For details about this software see Deconvolution of Complex 1D NMR Spectra Using Objective Model Selection Hughes TS, Wilson HD, de Vera IMS, Kojetin DJ (2015) Deconvolution of Complex 1D NMR Spectra Using Objective Model Selection. PLoS ONE 10(8): e0134474. doi: 10.1371/journal.pone.0134474

In addition to python and it's standard library and commonly included modules (e.g. random, math, csv) the modules numpy, pylab, matplotlib, seaborn, scipy.signal are required along with the module lmfit. All of these modules (except lmfit) are included in the Enthought python distribution (https://www.enthought.com), which is likely the easiest method to get decon1d to work. The Enthought free version contains all these modules. The download and installation instructions for lmfit can be found at (http://lmfit.github.io/lmfit-py/).

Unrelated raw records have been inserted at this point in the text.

//! Match detection: runs of three or more equal cells on four axes, plus the destroyer sweep.

use crate::grid::{Cell, Grid, HIDDEN_ROWS};

/// Unit steps for the four axes, as (row, col). Each axis is scanned in both directions.
const AXES: [(i32, i32); 4] = [
    (1, 0),  // vertical
    (0, 1),  // horizontal
    (1, 1),  // diagonal, down-right
    (1, -1), // diagonal, down-left
];

/// Marks every cell to destroy and returns how many were newly marked (0 = no matches).
///
/// `destroyer_hint` is the cell a destroyer piece landed on. Every visible cell equal
/// to it is marked before the run scan; the caller drops the hint afterwards.
pub fn find_matches(grid: &mut Grid, destroyer_hint: Option<Cell>) -> usize {
    let mut found = 0;

    if let Some(hint) = destroyer_hint.filter(|c| !c.is_empty()) {
        for row in HIDDEN_ROWS..grid.height() {
            for col in 0..grid.width() {
                if grid.get(row as i32, col as i32) == hint && grid.mark(row, col) {
                    found += 1;
                }
            }
        }
    }

    for row in HIDDEN_ROWS..grid.height() {
        for col in 0..grid.width() {
            found += find_matches_from(grid, row as i32, col as i32);
        }
    }
    found
}

/// Runs through (row, col) on any axis. The candidate is inside a run when
/// `(back1 && (back2 || fwd1)) || (fwd1 && fwd2)`; a hit walks both ways marking.
fn find_matches_from(grid: &mut Grid, row: i32, col: i32) -> usize {
    let color = grid.get(row, col);
    if color.is_empty() {
        return 0;
    }
    let same = |grid: &Grid, r: i32, c: i32| grid.get(r, c) == color;

    let mut found = 0;
    for (dr, dc) in AXES {
        let back1 = same(grid, row - dr, col - dc);
        let back2 = same(grid, row - 2 * dr, col - 2 * dc);
        let fwd1 = same(grid, row + dr, col + dc);
        let fwd2 = same(grid, row + 2 * dr, col + 2 * dc);
        if !((back1 && (back2 || fwd1)) || (fwd1 && fwd2)) {
            continue;
        }

        let (mut r, mut c) = (row - dr, col - dc);
        while same(grid, r, c) {
            if grid.mark(r as usize, c as usize) {
                found += 1;
            }
            r -= dr;
            c -= dc;
        }
        let (mut r, mut c) = (row, col);
        while same(grid, r, c) {
            if grid.mark(r as usize, c as usize) {
                found += 1;
            }
            r += dr;
            c += dc;
        }
    }
    found
}
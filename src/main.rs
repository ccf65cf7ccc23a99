//! Columnstui: Columns-style falling-block matching puzzle in the terminal.

mod app;
mod engine;
mod grid;
mod input;
mod matcher;
mod piece;
mod scoring;
mod theme;
mod ui;

use anyhow::{Context, Result};
use app::App;
use clap::{Parser, ValueEnum};
use std::path::{Path, PathBuf};
use std::time::Duration;

pub const MIN_WIDTH: u16 = 8;
pub const MAX_WIDTH: u16 = 50;
pub const MIN_HEIGHT: u16 = 10;
pub const MAX_HEIGHT: u16 = 30;

/// Pause after printing size warnings so they can be read before the TUI starts.
const WARNING_PAUSE: Duration = Duration::from_secs(1);

/// Game options after validation.
#[derive(Debug, Clone, PartialEq, Eq)]
pub struct GameConfig {
    /// Playfield width in cells.
    pub width: u16,
    /// Visible playfield height in cells.
    pub height: u16,
    pub seed: Option<u64>,
}

fn main() -> Result<()> {
    let args = Args::parse();
    init_logging(args.log_file.as_deref())?;

    let (config, warnings) = args.game_config();
    if !warnings.is_empty() {
        for warning in &warnings {
            eprintln!("{warning}");
            log::warn!("{warning}");
        }
        std::thread::sleep(WARNING_PAUSE);
    }

    let theme = theme::Theme::load(args.theme.as_deref(), args.palette).unwrap_or_else(|e| {
        log::warn!("theme not loaded ({e}), using defaults");
        let mut theme = theme::Theme::default();
        theme.apply_palette(args.palette);
        theme
    });

    let progress = App::new(config, theme).run()?;
    println!("Score: {}  Level: {}", progress.score, progress.level);
    Ok(())
}

/// Logs go to a file: stdout and stderr belong to the terminal UI.
fn init_logging(path: Option<&Path>) -> Result<()> {
    let path = path
        .map(Path::to_path_buf)
        .unwrap_or_else(|| std::env::temp_dir().join("columnstui.log"));
    let log_file = std::fs::OpenOptions::new()
        .create(true)
        .write(true)
        .truncate(true)
        .open(&path)
        .with_context(|| format!("cannot open log file {}", path.display()))?;

    env_logger::Builder::from_env(env_logger::Env::default().default_filter_or("info"))
        .format_module_path(false)
        .target(env_logger::Target::Pipe(Box::new(log_file)))
        .init();
    log::info!("starting columnstui {}", env!("CARGO_PKG_VERSION"));
    Ok(())
}

/// Columns-style matching puzzle in the terminal.
#[derive(Debug, Parser)]
#[command(
    name = "columnstui",
    version,
    about = "Columns-style falling-block puzzle in the terminal. Line up three or more of a colour to clear them.",
    long_about = "Columnstui is a terminal take on the Columns family of puzzle games.\n\n\
        A column of three coloured blocks falls into the well. Line up three or more blocks \
        of one colour horizontally, vertically or diagonally to destroy them; blocks above \
        fall down and may set off chain reactions worth extra points.\n\n\
        CONTROLS:\n  Left/Right or h/l  Move    Up or k  Rotate   Down or j  Drop\n  p  Pause (any key resumes)   q / Esc  Quit"
)]
pub struct Args {
    /// Playfield width in columns (clamped to 8..=50).
    #[arg(
        long,
        default_value = "10",
        value_name = "COLS",
        allow_hyphen_values = true,
        value_parser = parse_dimension
    )]
    pub width: i64,

    /// Playfield height in rows (clamped to 10..=30).
    #[arg(
        long,
        default_value = "15",
        value_name = "ROWS",
        allow_hyphen_values = true,
        value_parser = parse_dimension
    )]
    pub height: i64,

    /// Path to theme file (btop-style theme[key]=\"value\"). Uses One Dark if not set.
    #[arg(short, long, value_name = "FILE")]
    pub theme: Option<PathBuf>,

    /// Colour palette: normal (theme), high-contrast, or colorblind.
    #[arg(long, default_value = "normal")]
    pub palette: Palette,

    /// Seed for the piece generator, for reproducible games.
    #[arg(long, value_name = "N")]
    pub seed: Option<u64>,

    /// Log file (default: columnstui.log in the temp directory). Filter with RUST_LOG.
    #[arg(long, value_name = "FILE")]
    pub log_file: Option<PathBuf>,
}

impl Args {
    /// Clamps the field size into range, returning a warning per adjusted value.
    pub fn game_config(&self) -> (GameConfig, Vec<String>) {
        let mut warnings = Vec::new();
        let width = clamp_dimension("width", self.width, MIN_WIDTH, MAX_WIDTH, &mut warnings);
        let height = clamp_dimension("height", self.height, MIN_HEIGHT, MAX_HEIGHT, &mut warnings);
        let config = GameConfig {
            width,
            height,
            seed: self.seed,
        };
        (config, warnings)
    }
}

/// Reads a size the lenient way: leading sign and digits count, anything
/// after them is ignored, and text without digits reads as 0. Never fails,
/// so bad sizes end up clamped instead of rejected.
fn parse_dimension(arg: &str) -> Result<i64, std::convert::Infallible> {
    let arg = arg.trim_start();
    let (negative, digits) = match arg.as_bytes().first() {
        Some(b'-') => (true, &arg[1..]),
        Some(b'+') => (false, &arg[1..]),
        _ => (false, arg),
    };
    let magnitude = digits
        .bytes()
        .take_while(u8::is_ascii_digit)
        .fold(0i64, |acc, d| {
            acc.saturating_mul(10).saturating_add(i64::from(d - b'0'))
        });
    Ok(if negative { -magnitude } else { magnitude })
}

fn clamp_dimension(name: &str, value: i64, min: u16, max: u16, warnings: &mut Vec<String>) -> u16 {
    let clamped = value.clamp(i64::from(min), i64::from(max)) as u16;
    if i64::from(clamped) != value {
        warnings.push(format!(
            "Warning: {name} {value} out of range {min}..={max}, using {clamped}"
        ));
    }
    clamped
}

#[derive(Debug, Clone, Copy, PartialEq, Eq, Default, ValueEnum)]
pub enum Palette {
    #[default]
    Normal,

    #[value(alias = "highcontrast", alias = "contrast")]
    HighContrast,

    #[value(alias = "colourblind")]
    Colorblind,
}
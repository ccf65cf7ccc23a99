//! Layout and drawing: score panel, playfield, level panel, pause overlay, game over.

use crate::engine::RenderDelta;
use crate::grid::Cell;
use crate::theme::Theme;
use ratatui::Frame;
use ratatui::buffer::Buffer;
use ratatui::layout::{Alignment, Constraint, Direction, Layout, Rect};
use ratatui::style::{Color, Style};
use ratatui::text::{Line, Span};
use ratatui::widgets::{Block, Borders, Clear, Paragraph, Widget};
use std::time::Instant;
use tachyonfx::{Duration as TfxDuration, Effect, EffectRenderer, Interpolation, fx};

/// Width of the score and level panels in terminal columns.
pub const PANEL_WIDTH: u16 = 12;
/// Blank column between a panel and the playfield border.
const GUTTER: u16 = 1;
/// Border plus one value line.
const PANEL_HEIGHT: u16 = 3;
/// Each grid cell is two terminal columns wide so blocks look square.
const CELL_WIDTH: u16 = 2;

const BLOCK_GLYPH: &str = "██";
const DESTROYER_GLYPH: &str = "▓▓";
const EMPTY_GLYPH: &str = "  ";

/// Duration of the game-over fade (TachyonFX) in ms.
pub const GAME_OVER_FADE_MS: u32 = 1000;

const KEY_HINTS: [&str; 5] = ["←→ move", "↑ rotate", "↓ drop", "p pause", "q quit"];

/// Whether a `width` x `height` field plus both panels fits a terminal of
/// `cols` x `rows`: double-width cells and two 12-column panels with 2-column
/// gutters across, the field and its border down.
pub fn playfield_fits(width: u16, height: u16, cols: u16, rows: u16) -> bool {
    let needed_cols = u32::from(width) * 2 + (2 + u32::from(PANEL_WIDTH)) * 2;
    let needed_rows = u32::from(height) + 2;
    needed_cols <= u32::from(cols) && needed_rows <= u32::from(rows)
}

/// Where each part of the board lands inside the terminal area.
#[derive(Debug, Clone, Copy, PartialEq, Eq)]
struct Areas {
    score: Rect,
    field: Rect,
    level: Rect,
    hints: Rect,
}

/// Renderer-side copy of the visible field and side panels.
///
/// The engine never draws: it reports changed cells through [`RenderDelta`]
/// and the view keeps the latest state so a whole frame can be repainted.
#[derive(Debug, Clone)]
pub struct BoardView {
    width: usize,
    height: usize,
    cells: Vec<Cell>,
    level: u32,
    score: u32,
    paused: bool,
    game_over: bool,
}

impl BoardView {
    /// `height` is the visible height; hidden spawn rows are never drawn.
    pub fn new(width: usize, height: usize) -> Self {
        Self {
            width,
            height,
            cells: vec![Cell::Empty; width * height],
            level: 1,
            score: 0,
            paused: false,
            game_over: false,
        }
    }

    pub fn invalidate_cell(&mut self, row: usize, col: usize, cell: Cell) {
        if row < self.height && col < self.width {
            self.cells[row * self.width + col] = cell;
        }
    }

    pub fn draw_level(&mut self, level: u32) {
        self.level = level;
    }

    pub fn draw_score(&mut self, score: u32) {
        self.score = score;
    }

    /// Folds one engine delta into the view, in order.
    pub fn apply(&mut self, delta: &RenderDelta) {
        for update in &delta.cells {
            self.invalidate_cell(update.row, update.col, update.cell);
        }
        if let Some(level) = delta.level {
            self.draw_level(level);
        }
        if let Some(score) = delta.score {
            self.draw_score(score);
        }
        if let Some(paused) = delta.paused {
            self.paused = paused;
        }
        self.game_over |= delta.game_over;
    }

    pub fn cell(&self, row: usize, col: usize) -> Cell {
        self.cells
            .get(row * self.width + col)
            .copied()
            .unwrap_or_default()
    }

    pub fn is_over(&self) -> bool {
        self.game_over
    }

    fn areas(&self, area: Rect) -> Areas {
        let field_w = self.width as u16 * CELL_WIDTH + 2;
        let field_h = self.height as u16 + 2;
        let total_w = field_w + (PANEL_WIDTH + GUTTER) * 2;

        let horiz = Layout::default()
            .direction(Direction::Horizontal)
            .constraints([
                Constraint::Fill(1),
                Constraint::Length(total_w),
                Constraint::Fill(1),
            ])
            .split(area);
        let vert = Layout::default()
            .direction(Direction::Vertical)
            .constraints([
                Constraint::Fill(1),
                Constraint::Length(field_h),
                Constraint::Fill(1),
            ])
            .split(horiz[1]);
        let row = Layout::default()
            .direction(Direction::Horizontal)
            .constraints([
                Constraint::Length(PANEL_WIDTH),
                Constraint::Length(GUTTER),
                Constraint::Length(field_w),
                Constraint::Length(GUTTER),
                Constraint::Length(PANEL_WIDTH),
            ])
            .split(vert[1]);

        let panel = |r: Rect| Rect {
            height: r.height.min(PANEL_HEIGHT),
            ..r
        };
        let level = panel(row[4]);
        Areas {
            score: panel(row[0]),
            field: row[2],
            level,
            hints: Rect {
                y: level.y + level.height + 1,
                height: row[4].height.saturating_sub(level.height + 1),
                ..level
            },
        }
    }

    /// Draws panels, field and (when paused) the pause overlay.
    pub fn render(&self, area: Rect, buf: &mut Buffer, theme: &Theme) {
        let areas = self.areas(area);
        draw_panel(buf, theme, areas.score, "Score", self.score);
        draw_panel(buf, theme, areas.level, "Level", self.level);
        draw_hints(buf, theme, areas.hints);
        self.draw_field(buf, theme, areas.field);
        if self.paused {
            draw_pause_overlay(buf, theme, areas.field);
        }
    }

    fn draw_field(&self, buf: &mut Buffer, theme: &Theme, area: Rect) {
        let block = Block::default()
            .borders(Borders::ALL)
            .border_style(Style::default().fg(theme.div_line).bg(theme.bg));
        let inner = block.inner(area);
        block.render(area, buf);

        for row in 0..self.height {
            let y = inner.y + row as u16;
            if y >= inner.bottom() {
                break;
            }
            for col in 0..self.width {
                let x = inner.x + col as u16 * CELL_WIDTH;
                if x + CELL_WIDTH > inner.right() {
                    break;
                }
                let (glyph, fg) = match self.cell(row, col) {
                    Cell::Empty => (EMPTY_GLYPH, theme.bg),
                    Cell::Colored(c) => (BLOCK_GLYPH, theme.block_color(c)),
                    Cell::Destroyer => (DESTROYER_GLYPH, theme.destroyer),
                };
                buf.set_string(x, y, glyph, Style::default().fg(fg).bg(theme.bg));
            }
        }
    }

    /// Final panel over the field, drawn after the fade so it stays readable.
    pub fn render_game_over(&self, area: Rect, buf: &mut Buffer, theme: &Theme) {
        let field = self.areas(area).field;
        let popup_w = (PANEL_WIDTH + 4).min(field.width);
        let popup_h = 6u16.min(field.height);
        let popup = Rect {
            x: field.x + field.width.saturating_sub(popup_w) / 2,
            y: field.y + field.height.saturating_sub(popup_h) / 2,
            width: popup_w,
            height: popup_h,
        };
        let lines = vec![
            Line::from(Span::styled(
                " Game Over ",
                Style::default().fg(Color::White).bg(Color::Red),
            )),
            Line::from(""),
            Line::from(Span::styled(
                format!("Score {}", self.score),
                Style::default().fg(theme.main_fg),
            )),
            Line::from(Span::styled(
                format!("Level {}", self.level),
                Style::default().fg(theme.main_fg),
            )),
        ];
        Clear.render(popup, buf);
        Paragraph::new(lines).alignment(Alignment::Center).block(
            Block::default()
                .borders(Borders::ALL)
                .border_style(Style::default().fg(theme.div_line).bg(theme.bg)),
        )
        .render(popup, buf);
    }
}

fn draw_panel(buf: &mut Buffer, theme: &Theme, area: Rect, title: &str, value: u32) {
    let block = Block::default()
        .borders(Borders::ALL)
        .border_style(Style::default().fg(theme.div_line).bg(theme.bg))
        .title(Span::styled(title, theme.title));
    Paragraph::new(Line::from(Span::styled(
        value.to_string(),
        Style::default().fg(theme.main_fg),
    )))
    .alignment(Alignment::Right)
    .block(block)
    .render(area, buf);
}

fn draw_hints(buf: &mut Buffer, theme: &Theme, area: Rect) {
    let lines: Vec<Line> = KEY_HINTS
        .iter()
        .map(|h| Line::from(Span::styled(*h, Style::default().fg(theme.inactive_fg))))
        .collect();
    Paragraph::new(lines).render(area, buf);
}

fn draw_pause_overlay(buf: &mut Buffer, theme: &Theme, field: Rect) {
    let popup_w = PANEL_WIDTH.min(field.width);
    let popup_h = 5u16.min(field.height);
    let popup = Rect {
        x: field.x + field.width.saturating_sub(popup_w) / 2,
        y: field.y + field.height.saturating_sub(popup_h) / 2,
        width: popup_w,
        height: popup_h,
    };
    let lines = vec![
        Line::from(Span::styled(
            " Paused ",
            Style::default().fg(Color::Black).bg(Color::Yellow),
        )),
        Line::from(""),
        Line::from(Span::styled("any key", Style::default().fg(theme.main_fg))),
    ];
    Clear.render(popup, buf);
    Paragraph::new(lines).alignment(Alignment::Center).block(
        Block::default()
            .borders(Borders::ALL)
            .border_style(Style::default().fg(theme.div_line).bg(theme.bg)),
    )
    .render(popup, buf);
}

/// Fades the playfield to the background once the game is over.
pub struct GameOverFade {
    effect: Effect,
    last_process: Option<Instant>,
}

impl GameOverFade {
    pub fn new(theme: &Theme) -> Self {
        Self {
            effect: fx::fade_to(theme.bg, theme.bg, (GAME_OVER_FADE_MS, Interpolation::Linear)),
            last_process: None,
        }
    }

    pub fn done(&self) -> bool {
        self.effect.done()
    }

    fn process(&mut self, frame: &mut Frame, area: Rect, now: Instant) {
        let delta = self
            .last_process
            .map(|t| now.saturating_duration_since(t))
            .unwrap_or(std::time::Duration::ZERO);
        let delta_ms = delta.as_millis().min(u32::MAX as u128) as u32;
        self.last_process = Some(now);
        frame.render_effect(&mut self.effect, area, TfxDuration::from_millis(delta_ms));
    }
}

/// Draws a full frame. The fade, when given, runs over the playfield only.
pub fn draw(
    frame: &mut Frame,
    view: &BoardView,
    theme: &Theme,
    fade: Option<&mut GameOverFade>,
    now: Instant,
) {
    let area = frame.area();
    view.render(area, frame.buffer_mut(), theme);
    if let Some(fade) = fade {
        fade.process(frame, view.areas(area).field, now);
    }
    if view.is_over() {
        view.render_game_over(area, frame.buffer_mut(), theme);
    }
}
//! App: terminal init, the timer/input loop, game-over fade and teardown.

use crate::GameConfig;
use crate::engine::{Event, GameSession, RenderDelta};
use crate::input::{poll_event, wait_event};
use crate::piece::Randomizer;
use crate::scoring::Progress;
use crate::theme::Theme;
use crate::ui::{self, BoardView, GameOverFade};
use anyhow::{Result, bail};
use ratatui::DefaultTerminal;
use std::thread;
use std::time::{Duration, Instant};

/// Longest nap between input polls while a piece is falling.
const ACCEL_THRESHOLD_MS: u64 = 50;
/// Nap used when the next step is closer than [`ACCEL_THRESHOLD_MS`].
const SHORT_NAP_MS: u64 = 18;
/// Input is no longer polled once the next step is this close.
const INPUT_CUTOFF_MS: u64 = 20;
/// Frame interval for the game-over fade.
const FADE_FRAME: Duration = Duration::from_millis(16);
/// How long the final board stays up after the fade.
const GAME_OVER_HOLD: Duration = Duration::from_secs(1);

pub struct App {
    config: GameConfig,
    theme: Theme,
}

impl App {
    pub fn new(config: GameConfig, theme: Theme) -> Self {
        Self { config, theme }
    }

    /// Sets up the terminal, plays one game and restores the terminal whatever happened.
    pub fn run(&mut self) -> Result<Progress> {
        use crossterm::{
            cursor::{Hide, Show},
            execute,
            terminal::{EnterAlternateScreen, LeaveAlternateScreen, disable_raw_mode, enable_raw_mode},
        };

        enable_raw_mode()?;
        let mut stdout = std::io::stdout();
        execute!(stdout, EnterAlternateScreen, Hide)?;
        let mut terminal =
            ratatui::DefaultTerminal::new(ratatui::backend::CrosstermBackend::new(stdout))?;

        let result = play_game(&mut terminal, &self.config, &self.theme);

        // Restore
        execute!(std::io::stdout(), Show, LeaveAlternateScreen)?;
        disable_raw_mode()?;

        result
    }
}

/// Runs one game to completion and returns the final progress.
pub fn play_game(
    terminal: &mut DefaultTerminal,
    config: &GameConfig,
    theme: &Theme,
) -> Result<Progress> {
    let size = terminal.size()?;
    if !ui::playfield_fits(config.width, config.height, size.width, size.height) {
        log::error!(
            "terminal {}x{} too small for a {}x{} field",
            size.width,
            size.height,
            config.width,
            config.height
        );
        bail!("Screen is too small to accommodate the playfield");
    }

    let rng = match config.seed {
        Some(seed) => fastrand::Rng::with_seed(seed),
        None => fastrand::Rng::new(),
    };
    log::info!(
        "new game: {}x{} field, seed {:?}",
        config.width,
        config.height,
        config.seed
    );
    let session = GameSession::new(usize::from(config.width), usize::from(config.height), rng);
    let view = BoardView::new(session.grid().width(), session.grid().visible_height());
    let mut game = Game {
        terminal,
        theme,
        session,
        view,
        clock: StepClock::new(Instant::now()),
    };
    game.run()
}

/// Wall-clock time not yet fed to the session.
#[derive(Debug, Clone, Copy)]
struct StepClock {
    since: Instant,
}

impl StepClock {
    fn new(now: Instant) -> Self {
        Self { since: now }
    }

    fn pending_ms(&self, now: Instant) -> u64 {
        now.saturating_duration_since(self.since).as_millis() as u64
    }

    /// Returns the pending time and starts counting again from `now`.
    fn take_ms(&mut self, now: Instant) -> u64 {
        let ms = self.pending_ms(now);
        self.since = now;
        ms
    }
}

/// Applies one key. Time spent in the current step is fed to the session
/// before a pause takes effect, so only the paused span itself is skipped.
fn apply_event<R: Randomizer>(
    session: &mut GameSession<R>,
    clock: &mut StepClock,
    event: Event,
    now: Instant,
) -> RenderDelta {
    let mut delta = RenderDelta::default();
    if event == Event::Pause && !session.is_paused() {
        delta = session.advance(clock.take_ms(now));
    }
    delta.merge(session.handle(event));
    delta
}

struct Game<'a, R> {
    terminal: &'a mut DefaultTerminal,
    theme: &'a Theme,
    session: GameSession<R>,
    view: BoardView,
    clock: StepClock,
}

impl<R: Randomizer> Game<'_, R> {
    fn run(&mut self) -> Result<Progress> {
        let frame = self.session.full_frame();
        self.present(&frame)?;

        self.clock = StepClock::new(Instant::now());
        while !self.session.is_over() {
            if self.session.is_paused() {
                let event = wait_event()?;
                let now = Instant::now();
                let delta = apply_event(&mut self.session, &mut self.clock, event, now);
                self.present(&delta)?;
                // The paused span never reaches the session.
                self.clock = StepClock::new(Instant::now());
                continue;
            }

            let remaining = self
                .session
                .remaining_ms()
                .saturating_sub(self.clock.pending_ms(Instant::now()));
            if self.session.accepts_moves() && remaining > INPUT_CUTOFF_MS {
                let nap = if remaining < ACCEL_THRESHOLD_MS {
                    SHORT_NAP_MS
                } else {
                    ACCEL_THRESHOLD_MS
                };
                thread::sleep(Duration::from_millis(nap));
                self.drain_input()?;
                continue;
            }

            thread::sleep(Duration::from_millis(remaining));
            let elapsed = self.clock.take_ms(Instant::now());
            let delta = self.session.advance(elapsed);
            self.present(&delta)?;

            // Quit and pause still work while blocks blink or settle.
            if !self.session.accepts_moves() {
                self.drain_input()?;
            }
        }

        self.fade_out()?;
        Ok(self.session.progress().clone())
    }

    /// Applies every pending key in arrival order, repainting after each one.
    fn drain_input(&mut self) -> Result<()> {
        while let Some(event) = poll_event()? {
            let delta = apply_event(&mut self.session, &mut self.clock, event, Instant::now());
            self.present(&delta)?;
            if self.session.is_paused() || self.session.is_over() {
                break;
            }
        }
        Ok(())
    }

    fn present(&mut self, delta: &RenderDelta) -> Result<()> {
        if delta.is_empty() {
            return Ok(());
        }
        self.view.apply(delta);
        let (view, theme) = (&self.view, self.theme);
        self.terminal
            .draw(|f| ui::draw(f, view, theme, None, Instant::now()))?;
        Ok(())
    }

    fn fade_out(&mut self) -> Result<()> {
        let mut fade = GameOverFade::new(self.theme);
        let deadline = Instant::now() + Duration::from_millis(u64::from(ui::GAME_OVER_FADE_MS)) * 2;
        let (view, theme) = (&self.view, self.theme);
        while !fade.done() && Instant::now() < deadline {
            self.terminal
                .draw(|f| ui::draw(f, view, theme, Some(&mut fade), Instant::now()))?;
            thread::sleep(FADE_FRAME);
        }
        thread::sleep(GAME_OVER_HOLD);
        Ok(())
    }
}
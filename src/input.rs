//! Key bindings (arrows and vim keys) and the terminal event source.

use crate::engine::Event;
use anyhow::Result;
use crossterm::event::{self, KeyCode, KeyEvent, KeyEventKind, KeyModifiers};
use std::time::Duration;

/// Map key event to game event. Supports both arrows and vim (hjkl).
pub fn key_to_event(key: KeyEvent) -> Event {
    let KeyEvent {
        code,
        modifiers,
        kind,
        ..
    } = key;
    if kind == KeyEventKind::Release {
        return Event::None;
    }
    if modifiers == KeyModifiers::CONTROL && code == KeyCode::Char('c') {
        return Event::Quit;
    }
    if !(modifiers.is_empty() || modifiers == KeyModifiers::SHIFT) {
        return Event::None;
    }
    match code {
        KeyCode::Char('q' | 'Q') | KeyCode::Esc => Event::Quit,
        KeyCode::Char('p' | 'P') => Event::Pause,
        KeyCode::Left | KeyCode::Char('h') => Event::MoveLeft,
        KeyCode::Right | KeyCode::Char('l') => Event::MoveRight,
        KeyCode::Up | KeyCode::Char('k') => Event::RotateUp,
        KeyCode::Down | KeyCode::Char('j') => Event::SoftDrop,
        _ => Event::None,
    }
}

/// Next pending key, without waiting. Non-key terminal events map to `Event::None`.
pub fn poll_event() -> Result<Option<Event>> {
    if !event::poll(Duration::ZERO)? {
        return Ok(None);
    }
    Ok(Some(read_event()?))
}

/// Blocks until the next key arrives.
pub fn wait_event() -> Result<Event> {
    loop {
        match read_event()? {
            Event::None => continue,
            ev => return Ok(ev),
        }
    }
}

fn read_event() -> Result<Event> {
    Ok(match event::read()? {
        event::Event::Key(key) => key_to_event(key),
        _ => Event::None,
    })
}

After installing the required software create a folder and place decon1d.py and your data in the folder. Adjust the variables on the top portion of decon1d.py as required for your data. Next open a terminal window and navigate to the folder that contains your data and type python (or your alias for python) and decon1d.py. A single pdf document should be created within the same folder that displays the deconvolution models.

S1 Data.txt contains example simulated data from the above mentioned paper.